Work instruction:
Some lines in the listing hold the word "started". Return each of them.

Data to examine:
================
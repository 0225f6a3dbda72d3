use crate::budget::ShutdownFlag;
use crate::config::TimeConfig;
use serde::Serialize;
use std::time::Duration;
use tokio::time::Instant;

/// Granularity of [`TimeBudget::interruptible_wait`]
const WAIT_SLICE: Duration = Duration::from_millis(100);

/// Wall-clock budget for a run
///
/// Work may start only while more than `grace` remains before `limit`, and
/// never after a shutdown was requested. Clones share the same start instant
/// and shutdown flag.
///
/// Built on `tokio::time::Instant`, so a paused test runtime drives it with a
/// simulated clock.
#[derive(Debug, Clone)]
pub struct TimeBudget {
    started: Instant,
    limit: Duration,
    grace: Duration,
    shutdown: ShutdownFlag,
}

/// Snapshot of the budget, serialised into progress checkpoints
#[derive(Debug, Clone, PartialEq, Serialize)]
pub struct TimeStatus {
    pub elapsed_seconds: f64,
    pub remaining_seconds: f64,
    pub elapsed_formatted: String,
    pub remaining_formatted: String,
    pub time_limit_seconds: u64,
    pub time_limit_formatted: String,
    pub progress_percentage: f64,
    pub should_continue: bool,
}

impl TimeBudget {
    /// Starts the clock now
    pub fn new(limit: Duration, grace: Duration, shutdown: ShutdownFlag) -> Self {
        Self {
            started: Instant::now(),
            limit,
            grace,
            shutdown,
        }
    }

    pub fn from_config(config: &TimeConfig, shutdown: ShutdownFlag) -> Self {
        Self::new(config.limit, config.grace, shutdown)
    }

    pub fn limit(&self) -> Duration {
        self.limit
    }

    pub fn grace(&self) -> Duration {
        self.grace
    }

    pub fn shutdown_flag(&self) -> &ShutdownFlag {
        &self.shutdown
    }

    pub fn elapsed(&self) -> Duration {
        self.started.elapsed()
    }

    /// `max(0, limit - elapsed)`
    pub fn remaining(&self) -> Duration {
        self.limit.saturating_sub(self.elapsed())
    }

    /// The single authority consulted before starting any unit of work
    pub fn should_continue(&self) -> bool {
        !self.shutdown.is_requested() && self.remaining() > self.grace
    }

    /// True once the run has entered its wind-down window
    pub fn should_begin_graceful_shutdown(&self) -> bool {
        !self.should_continue()
    }

    /// Sleeps for `duration` unless the budget runs out first
    ///
    /// Returns `true` if the full duration elapsed, `false` if the wait was
    /// cut short because work should no longer continue. Never sleeps past the
    /// start of the grace window.
    pub async fn interruptible_wait(&self, duration: Duration) -> bool {
        let deadline = Instant::now() + duration;

        loop {
            let now = Instant::now();
            if now >= deadline {
                return true;
            }
            if !self.should_continue() {
                return false;
            }

            let until_grace = self.remaining().saturating_sub(self.grace);
            let slice = WAIT_SLICE.min(deadline - now).min(until_grace);
            tokio::time::sleep(slice).await;
        }
    }

    pub fn status(&self) -> TimeStatus {
        let elapsed = self.elapsed();
        let remaining = self.remaining();
        let progress_percentage = if self.limit.is_zero() {
            100.0
        } else {
            elapsed.as_secs_f64() / self.limit.as_secs_f64() * 100.0
        };

        TimeStatus {
            elapsed_seconds: elapsed.as_secs_f64(),
            remaining_seconds: remaining.as_secs_f64(),
            elapsed_formatted: format_hms(elapsed),
            remaining_formatted: format_hms(remaining),
            time_limit_seconds: self.limit.as_secs(),
            time_limit_formatted: format_hms(self.limit),
            progress_percentage,
            should_continue: self.should_continue(),
        }
    }

    /// Logs elapsed/remaining time and item progress
    pub fn log_status(&self, current_item: Option<&str>, processed: usize, total: usize) {
        let status = self.status();
        tracing::info!(
            elapsed = %status.elapsed_formatted,
            remaining = %status.remaining_formatted,
            "Time status: {:.1}% of budget used, {}/{} items",
            status.progress_percentage,
            processed,
            total
        );
        if let Some(item) = current_item {
            tracing::debug!("Current item: {}", item);
        }
        if self.should_begin_graceful_shutdown() {
            tracing::warn!("Graceful shutdown window reached");
        }
    }
}

/// Formats a duration as `HH:MM:SS`
pub fn format_hms(duration: Duration) -> String {
    let secs = duration.as_secs();
    format!("{:02}:{:02}:{:02}", secs / 3600, (secs % 3600) / 60, secs % 60)
}
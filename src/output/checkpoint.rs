//! Progress checkpoint file
//!
//! A small JSON document rewritten after every committed item, so an operator
//! (or a wrapper script) can see how far a long run got and how much budget
//! is left without reading the log.

use crate::budget::{TimeBudget, TimeStatus};
use crate::output::RunCounts;
use crate::storage::{write_json_atomic, StorageResult};
use serde::Serialize;
use std::path::Path;

/// Progress of the item pass
#[derive(Debug, Clone, Serialize)]
pub struct Progress<'a> {
    pub current_item: Option<&'a str>,
    pub processed: usize,
    pub total: usize,
    pub counts: RunCounts,
}

#[derive(Serialize)]
struct Checkpoint<'a, T: Serialize> {
    timestamp: String,
    time_status: TimeStatus,
    data: &'a T,
}

/// Atomically writes `{timestamp, time_status, data}` to `path`
pub fn write_checkpoint<T: Serialize>(
    path: &Path,
    budget: &TimeBudget,
    data: &T,
) -> StorageResult<()> {
    let checkpoint = Checkpoint {
        timestamp: chrono::Local::now().to_rfc3339(),
        time_status: budget.status(),
        data,
    };
    write_json_atomic(path, &checkpoint)
}
/// Lifecycle states of a single crawl run
///
/// A run starts `Idle`, moves to `Running` once the item pass begins, and ends
/// in exactly one terminal state.
use serde::Serialize;
use std::fmt;

/// Represents the current state of a crawl run
#[derive(Debug, Clone, Copy, PartialEq, Eq, Hash, Serialize)]
#[serde(rename_all = "snake_case")]
pub enum CrawlState {
    /// Loop constructed, no item processed yet
    Idle,

    /// Item pass in progress
    Running,

    // ===== Terminal States =====
    /// Stopped before the source set was exhausted (time budget or signal)
    GracefulStop,

    /// Every source item was visited
    Completed,

    /// A durable store write failed; everything committed before it is intact
    Failed,
}

impl CrawlState {
    /// Returns true if this is a terminal state (the run is over)
    pub fn is_terminal(&self) -> bool {
        matches!(self, Self::GracefulStop | Self::Completed | Self::Failed)
    }

    /// Returns true if the run ended with all committed work persisted and
    /// should exit successfully
    pub fn is_success(&self) -> bool {
        matches!(self, Self::GracefulStop | Self::Completed)
    }

    /// Checks whether moving from this state to `next` is allowed
    pub fn can_transition_to(&self, next: CrawlState) -> bool {
        matches!(
            (self, next),
            (Self::Idle, Self::Running)
                | (Self::Running, Self::GracefulStop)
                | (Self::Running, Self::Completed)
                | (Self::Running, Self::Failed)
        )
    }

    /// Short lowercase name used in logs and checkpoints
    pub fn as_str(&self) -> &'static str {
        match self {
            Self::Idle => "idle",
            Self::Running => "running",
            Self::GracefulStop => "graceful_stop",
            Self::Completed => "completed",
            Self::Failed => "failed",
        }
    }
}

impl fmt::Display for CrawlState {
    fn fmt(&self, f: &mut fmt::Formatter<'_>) -> fmt::Result {
        let name = match self {
            Self::Idle => "Idle",
            Self::Running => "Running",
            Self::GracefulStop => "Graceful Stop",
            Self::Completed => "Completed",
            Self::Failed => "Failed",
        };
        write!(f, "{}", name)
    }
}
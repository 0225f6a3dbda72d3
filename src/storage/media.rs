//! Per-record media directories
//!
//! Downloaded images live under `<media-root>/<key>/`. These helpers keep the
//! directory tree in line with the store when records are pruned or a fresh
//! run wipes everything.

use std::io;
use std::path::{Path, PathBuf};

/// Directory holding the media for `key`
pub fn media_dir(root: &Path, key: &str) -> PathBuf {
    root.join(key)
}

/// Removes the media directory of a pruned record
///
/// # Returns
///
/// * `Ok(true)` - The directory existed and was removed
/// * `Ok(false)` - There was nothing to remove
pub fn remove_media_dir(root: &Path, key: &str) -> io::Result<bool> {
    // Keys come from catalog data; never let one escape the media root
    if key.is_empty() || key.contains(['/', '\\']) || key == "." || key == ".." {
        tracing::warn!("Refusing to remove media for suspicious key '{}'", key);
        return Ok(false);
    }

    let dir = media_dir(root, key);
    match std::fs::remove_dir_all(&dir) {
        Ok(()) => {
            tracing::debug!("Removed media directory {}", dir.display());
            Ok(true)
        }
        Err(e) if e.kind() == io::ErrorKind::NotFound => Ok(false),
        Err(e) => Err(e),
    }
}

/// Removes every media directory under `root`, leaving `root` itself
///
/// # Returns
///
/// The number of entries removed
pub fn clear_media_root(root: &Path) -> io::Result<usize> {
    let entries = match std::fs::read_dir(root) {
        Ok(entries) => entries,
        Err(e) if e.kind() == io::ErrorKind::NotFound => return Ok(0),
        Err(e) => return Err(e),
    };

    let mut removed = 0;
    for entry in entries {
        let path = entry?.path();
        if path.is_dir() {
            std::fs::remove_dir_all(&path)?;
        } else {
            std::fs::remove_file(&path)?;
        }
        removed += 1;
    }

    tracing::info!("Cleared {} media entries from {}", removed, root.display());
    Ok(removed)
}
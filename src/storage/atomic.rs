//! Crash-safe file replacement

use crate::storage::StorageResult;
use serde::Serialize;
use std::io::{BufWriter, Write};
use std::path::Path;
use tempfile::NamedTempFile;

/// Serialises `value` as pretty JSON and atomically replaces `path` with it
///
/// The data is written to a temporary file in the same directory, flushed and
/// synced, then renamed over the target. Readers see either the previous
/// file or the complete new one, never a partial write. On failure the
/// temporary file is removed and the previous file is left untouched.
pub fn write_json_atomic<T: Serialize + ?Sized>(path: &Path, value: &T) -> StorageResult<()> {
    let dir = match path.parent() {
        Some(parent) if !parent.as_os_str().is_empty() => parent,
        _ => Path::new("."),
    };
    std::fs::create_dir_all(dir)?;

    let mut temp = NamedTempFile::new_in(dir)?;
    {
        let mut writer = BufWriter::new(temp.as_file_mut());
        serde_json::to_writer_pretty(&mut writer, value)?;
        writer.write_all(b"\n")?;
        writer.flush()?;
    }
    temp.as_file().sync_all()?;

    temp.persist(path).map_err(|e| e.error)?;
    Ok(())
}
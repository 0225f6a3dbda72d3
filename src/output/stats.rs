//! Statistics over the record store
//!
//! This module provides functionality for summarising the persisted records
//! and for checking the store against the current catalog.

use crate::catalog::SourceItem;
use crate::storage::Record;
use serde::Serialize;
use std::collections::HashSet;

/// Record store statistics summary
#[derive(Debug, Clone, Default, PartialEq, Eq, Serialize)]
pub struct StoreStatistics {
    /// Total number of stored records
    pub total_records: usize,

    /// Records with a resolved cross-retailer listing
    pub listed: usize,

    /// Records still awaiting a successful lookup
    pub unlisted: usize,

    pub with_external_id: usize,
    pub with_reference_price: usize,
    pub with_media: usize,
    pub with_spec_sections: usize,
}

/// How the catalog and the store line up
#[derive(Debug, Clone, Default, PartialEq, Eq, Serialize)]
pub struct CatalogMatch {
    pub catalog_count: usize,
    pub store_count: usize,
    /// Catalog keys with no stored record, in catalog order
    pub missing_from_store: Vec<String>,
    /// Stored keys no longer in the catalog, in store order
    pub missing_from_catalog: Vec<String>,
}

impl CatalogMatch {
    /// True when both sides hold exactly the same keys
    pub fn is_exact(&self) -> bool {
        self.missing_from_store.is_empty() && self.missing_from_catalog.is_empty()
    }
}

/// Computes statistics over the stored records
pub fn load_statistics(records: &[Record]) -> StoreStatistics {
    let mut stats = StoreStatistics {
        total_records: records.len(),
        ..StoreStatistics::default()
    };

    for record in records {
        if record.is_listed() {
            stats.listed += 1;
        } else {
            stats.unlisted += 1;
        }
        if record.external_id.is_some() {
            stats.with_external_id += 1;
        }
        if record.reference_price.is_some() {
            stats.with_reference_price += 1;
        }
        if !record.media_refs.is_empty() {
            stats.with_media += 1;
        }
        if !record.spec_sections.is_empty() {
            stats.with_spec_sections += 1;
        }
    }

    stats
}

/// Compares catalog keys with stored keys
pub fn match_catalog(items: &[SourceItem], records: &[Record]) -> CatalogMatch {
    let catalog_keys: HashSet<&str> = items.iter().map(|i| i.key.as_str()).collect();
    let store_keys: HashSet<&str> = records.iter().map(|r| r.key.as_str()).collect();

    CatalogMatch {
        catalog_count: items.len(),
        store_count: records.len(),
        missing_from_store: items
            .iter()
            .filter(|i| !store_keys.contains(i.key.as_str()))
            .map(|i| i.key.clone())
            .collect(),
        missing_from_catalog: records
            .iter()
            .filter(|r| !catalog_keys.contains(r.key.as_str()))
            .map(|r| r.key.clone())
            .collect(),
    }
}

fn percent(part: usize, total: usize) -> f64 {
    if total > 0 {
        (part as f64 / total as f64) * 100.0
    } else {
        0.0
    }
}

/// Prints statistics to stdout in a formatted manner
///
/// # Arguments
///
/// * `stats` - The statistics to display
/// * `matched` - Catalog comparison, when the catalog could be read
pub fn print_statistics(stats: &StoreStatistics, matched: Option<&CatalogMatch>) {
    let total = stats.total_records;

    println!("=== Store Statistics ===\n");

    println!("Overview:");
    println!("  Total records: {}", total);
    println!(
        "  Listed: {} ({:.1}%)",
        stats.listed,
        percent(stats.listed, total)
    );
    println!(
        "  Unlisted: {} ({:.1}%)",
        stats.unlisted,
        percent(stats.unlisted, total)
    );
    println!();

    println!("Enrichment:");
    println!("  With external id: {}", stats.with_external_id);
    println!("  With reference price: {}", stats.with_reference_price);
    println!("  With media: {}", stats.with_media);
    println!("  With spec sections: {}", stats.with_spec_sections);
    println!();

    if let Some(m) = matched {
        println!("Catalog Match:");
        println!("  Catalog items: {}", m.catalog_count);
        println!("  Stored records: {}", m.store_count);
        if m.is_exact() {
            println!("  Catalog and store match");
        } else {
            println!("  Not yet stored: {}", m.missing_from_store.len());
            for key in m.missing_from_store.iter().take(10) {
                println!("    - {}", key);
            }
            println!("  No longer in catalog: {}", m.missing_from_catalog.len());
            for key in m.missing_from_catalog.iter().take(10) {
                println!("    - {}", key);
            }
        }
    }
}
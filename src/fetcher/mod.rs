//! Item fetcher module
//!
//! The crawl loop never talks to the network itself. It hands each source
//! item to an [`ItemFetcher`], which returns either the enrichment for that
//! item or a typed [`FetchFailure`]. Retries and any internal pooling are the
//! fetcher's business; the loop calls `fetch` once per item.
//!
//! [`HttpItemFetcher`] is the stock implementation: a plain GET of the item's
//! detail page followed by selector-driven extraction.

mod extract;
mod http;

pub use extract::{clean_text, extract_enrichment, CompiledSelectors, ExternalIdRule};
pub use http::{build_http_client, HttpItemFetcher};

use crate::catalog::SourceItem;
use crate::storage::{SpecSections, VariantAttribute};
use async_trait::async_trait;
use thiserror::Error;

/// Fields the fetcher adds on top of the catalog data
#[derive(Debug, Clone, Default, PartialEq)]
pub struct Enrichment {
    pub reference_price: Option<String>,
    pub media_refs: Vec<String>,
    pub variant_attributes: Vec<VariantAttribute>,
    pub quality_score: Option<String>,
    pub spec_sections: SpecSections,
    /// Cross-retailer identifier; its presence marks the record as listed
    pub external_id: Option<String>,
}

/// Why an item could not be enriched
///
/// Never fatal to a run: the loop records the item as unresolved and moves on.
#[derive(Debug, Clone, PartialEq, Eq, Error)]
pub enum FetchFailure {
    #[error("Item '{0}' has no detail URL")]
    MissingDetailUrl(String),

    #[error("Invalid detail URL '{0}'")]
    InvalidUrl(String),

    #[error("HTTP {status} from {url}")]
    Http { url: String, status: u16 },

    #[error("Request to {url} timed out")]
    Timeout { url: String },

    #[error("Network error for {url}: {message}")]
    Network { url: String, message: String },

    #[error("Expected HTML from {url}, got '{content_type}'")]
    ContentMismatch { url: String, content_type: String },

    #[error("Fetch interrupted by shutdown")]
    Interrupted,
}

impl FetchFailure {
    /// Transient failures worth another attempt: server errors and timeouts
    pub fn is_retryable(&self) -> bool {
        match self {
            Self::Http { status, .. } => *status >= 500,
            Self::Timeout { .. } => true,
            _ => false,
        }
    }
}

/// Result type for a single fetch
pub type FetchResult = Result<Enrichment, FetchFailure>;

/// Collaborator that enriches one source item at a time
///
/// `fetch` is awaited to completion before the loop makes its next decision,
/// so any side effects it has are finished by the time it returns.
#[async_trait]
pub trait ItemFetcher: Send {
    async fn fetch(&mut self, item: &SourceItem) -> FetchResult;

    /// Releases held resources; called once on every exit path of a run
    async fn close(&mut self) {}
}
//! Output module for run summaries and reports
//!
//! This module handles:
//! - The end-of-run summary (logged and printed)
//! - The progress checkpoint file written during a run
//! - Store statistics and the catalog/store match report

mod checkpoint;
pub mod stats;
mod summary;

pub use checkpoint::{write_checkpoint, Progress};
pub use stats::{load_statistics, match_catalog, print_statistics, CatalogMatch, StoreStatistics};
pub use summary::{RunCounts, RunSummary};
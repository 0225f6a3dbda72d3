//! JSON file record store
//!
//! The whole store lives in one `{"products": [...]}` file that is rewritten
//! atomically on every mutation. This trades write amplification for the
//! guarantee that a crash never loses or corrupts a committed record.

use crate::storage::atomic::write_json_atomic;
use crate::storage::traits::{RecordStore, StorageError, StorageResult};
use crate::storage::Record;
use serde::{Deserialize, Serialize};
use sha2::{Digest, Sha256};
use std::collections::{HashMap, HashSet};
use std::path::{Path, PathBuf};

#[derive(Serialize)]
struct StoreFileRef<'a> {
    products: &'a [Record],
}

#[derive(Deserialize)]
struct StoreFile {
    #[serde(default)]
    products: Vec<Record>,
}

/// Ordered records plus a `key -> position` index
#[derive(Debug, Clone, Default)]
pub struct StoreState {
    records: Vec<Record>,
    index: HashMap<String, usize>,
}

impl StoreState {
    /// Builds state from loaded records
    ///
    /// Later duplicates of a key are dropped and sequence numbers are
    /// rewritten to the dense 1..N order of the surviving records.
    pub fn from_records(records: Vec<Record>) -> Self {
        let mut state = Self::default();
        for mut record in records {
            if state.index.contains_key(&record.key) {
                tracing::warn!("Dropping duplicate stored record '{}'", record.key);
                continue;
            }
            let position = state.records.len();
            let expected = position as u64 + 1;
            if record.sequence_number != expected {
                tracing::debug!(
                    "Renumbering '{}' from {} to {}",
                    record.key,
                    record.sequence_number,
                    expected
                );
                record.sequence_number = expected;
            }
            state.index.insert(record.key.clone(), position);
            state.records.push(record);
        }
        state
    }

    pub fn records(&self) -> &[Record] {
        &self.records
    }

    pub fn get(&self, key: &str) -> Option<&Record> {
        self.index.get(key).and_then(|&i| self.records.get(i))
    }

    pub fn digest(&self) -> String {
        records_digest(&self.records)
    }
}

/// SHA-256 of the serialised records, used to tell whether a run changed
/// anything
pub fn records_digest(records: &[Record]) -> String {
    let mut hasher = Sha256::new();
    match serde_json::to_vec(records) {
        Ok(bytes) => hasher.update(&bytes),
        Err(e) => tracing::warn!("Could not serialise store for digest: {}", e),
    }
    hex::encode(hasher.finalize())
}

/// Record store backed by a single JSON file
#[derive(Debug)]
pub struct JsonFileStore {
    path: PathBuf,
    state: StoreState,
}

impl JsonFileStore {
    /// Opens the store at `path`
    ///
    /// A missing, unreadable or corrupt file yields an empty store: the file
    /// is a checkpoint and starting empty is always safe. Nothing is written
    /// until the first mutation.
    pub fn open(path: impl Into<PathBuf>) -> Self {
        let path = path.into();
        let state = match load_records(&path) {
            Ok(records) => {
                tracing::info!("Loaded {} records from {}", records.len(), path.display());
                StoreState::from_records(records)
            }
            Err(StorageError::Io(e)) if e.kind() == std::io::ErrorKind::NotFound => {
                tracing::info!("No store at {}, starting empty", path.display());
                StoreState::default()
            }
            Err(e) => {
                tracing::warn!(
                    "Store {} unreadable ({}), starting empty",
                    path.display(),
                    e
                );
                StoreState::default()
            }
        };

        Self { path, state }
    }

    pub fn path(&self) -> &Path {
        &self.path
    }

    pub fn state(&self) -> &StoreState {
        &self.state
    }

    pub fn digest(&self) -> String {
        self.state.digest()
    }

    fn persist(&self, records: &[Record]) -> StorageResult<()> {
        write_json_atomic(&self.path, &StoreFileRef { products: records })
    }
}

fn load_records(path: &Path) -> StorageResult<Vec<Record>> {
    let content = std::fs::read_to_string(path)?;
    let file: StoreFile = serde_json::from_str(&content)?;
    Ok(file.products)
}

impl RecordStore for JsonFileStore {
    fn records(&self) -> &[Record] {
        self.state.records()
    }

    fn get(&self, key: &str) -> Option<&Record> {
        self.state.get(key)
    }

    fn append(&mut self, mut record: Record) -> StorageResult<u64> {
        if self.state.index.contains_key(&record.key) {
            return Err(StorageError::DuplicateKey(record.key));
        }

        let position = self.state.records.len();
        let sequence_number = position as u64 + 1;
        record.sequence_number = sequence_number;

        self.state.records.push(record);
        if let Err(e) = self.persist(&self.state.records) {
            self.state.records.pop();
            return Err(e);
        }

        if let Some(stored) = self.state.records.get(position) {
            self.state.index.insert(stored.key.clone(), position);
        }
        Ok(sequence_number)
    }

    fn update_at(&mut self, key: &str, mut record: Record) -> StorageResult<()> {
        let position = *self
            .state
            .index
            .get(key)
            .ok_or_else(|| StorageError::NotFound(key.to_string()))?;
        let slot = self
            .state
            .records
            .get_mut(position)
            .ok_or_else(|| StorageError::NotFound(key.to_string()))?;

        record.key = key.to_string();
        record.sequence_number = slot.sequence_number;
        let previous = std::mem::replace(slot, record);

        if let Err(e) = self.persist(&self.state.records) {
            if let Some(slot) = self.state.records.get_mut(position) {
                *slot = previous;
            }
            return Err(e);
        }
        Ok(())
    }

    fn remove_all_except(&mut self, keep: &HashSet<String>) -> StorageResult<Vec<Record>> {
        if self.state.records.iter().all(|r| keep.contains(&r.key)) {
            return Ok(Vec::new());
        }

        let (kept, removed): (Vec<Record>, Vec<Record>) = self
            .state
            .records
            .iter()
            .cloned()
            .partition(|r| keep.contains(&r.key));

        let next = StoreState::from_records(kept);
        self.persist(next.records())?;
        self.state = next;
        Ok(removed)
    }

    fn clear(&mut self) -> StorageResult<()> {
        self.persist(&[])?;
        self.state = StoreState::default();
        Ok(())
    }
}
================
Written answer:
    started: Instant,
            started: Instant::now(),
        self.started.elapsed()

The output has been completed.